The problem
Read through the material below and find each line that has the word "await"; copy it.

Records for processing
|---|
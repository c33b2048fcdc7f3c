// tee_orders_server/src/services/proof_storage.rs

use async_trait::async_trait;
use std::path::{Path, PathBuf};
use tee_orders::{OrderError, OrderResult, ProofStore, ProofUpload};
use tokio::fs;
use tracing::{error, info, instrument};
use uuid::Uuid;

/// Writes proof images under a local directory and serves them back at `{base_url}/proofs/{file}`.
#[derive(Debug, Clone)]
pub struct LocalProofStore {
  dir: PathBuf,
  base_url: String,
}

impl LocalProofStore {
  pub async fn open_dir(dir: impl Into<PathBuf>, base_url: impl Into<String>) -> std::io::Result<Self> {
    let dir = dir.into();
    fs::create_dir_all(&dir).await?;
    info!(dir = %dir.display(), "Proof directory ready.");
    Ok(Self {
      dir,
      base_url: base_url.into().trim_end_matches('/').to_string(),
    })
  }

  pub fn dir(&self) -> &Path {
    &self.dir
  }

  /// Reads a stored proof back. `None` for unknown or malformed names.
  pub async fn read(&self, file_name: &str) -> std::io::Result<Option<(Vec<u8>, &'static str)>> {
    if !is_stored_name(file_name) {
      return Ok(None);
    }
    match fs::read(self.dir.join(file_name)).await {
      Ok(bytes) => Ok(Some((bytes, content_type_for(file_name)))),
      Err(e) if e.kind() == std::io::ErrorKind::NotFound => Ok(None),
      Err(e) => Err(e),
    }
  }
}

/// Names this store generates: `<uuid-simple>.<ext>`, nothing that can walk out of the directory.
fn is_stored_name(name: &str) -> bool {
  match name.split_once('.') {
    Some((stem, ext)) => {
      Uuid::try_parse(stem).is_ok()
        && !ext.is_empty()
        && ext.len() <= 5
        && ext.chars().all(|c| c.is_ascii_alphanumeric())
    }
    None => false,
  }
}

fn content_type_for(name: &str) -> &'static str {
  match name.rsplit_once('.').map(|(_, ext)| ext) {
    Some("jpg") => "image/jpeg",
    Some("png") => "image/png",
    Some("webp") => "image/webp",
    Some("gif") => "image/gif",
    Some("heic") => "image/heic",
    _ => "application/octet-stream",
  }
}

#[async_trait]
impl ProofStore for LocalProofStore {
  #[instrument(name = "proof_storage::put", skip_all, fields(bytes = upload.bytes.len()), err(Display))]
  async fn put(&self, upload: &ProofUpload) -> OrderResult<String> {
    let file_name = format!("{}.{}", Uuid::new_v4().simple(), upload.extension());
    let path = self.dir.join(&file_name);
    fs::write(&path, &upload.bytes).await.map_err(|e| {
      error!(path = %path.display(), error = %e, "Failed to write proof image.");
      OrderError::Upload(format!("Could not store proof image: {}", e))
    })?;
    let url = format!("{}/proofs/{}", self.base_url, file_name);
    info!(%url, "Stored proof image.");
    Ok(url)
  }
}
|---|
Written response
    fs::create_dir_all(&dir).await?;
    match fs::read(self.dir.join(file_name)).await {
    fs::write(&path, &upload.bytes).await.map_err(|e| {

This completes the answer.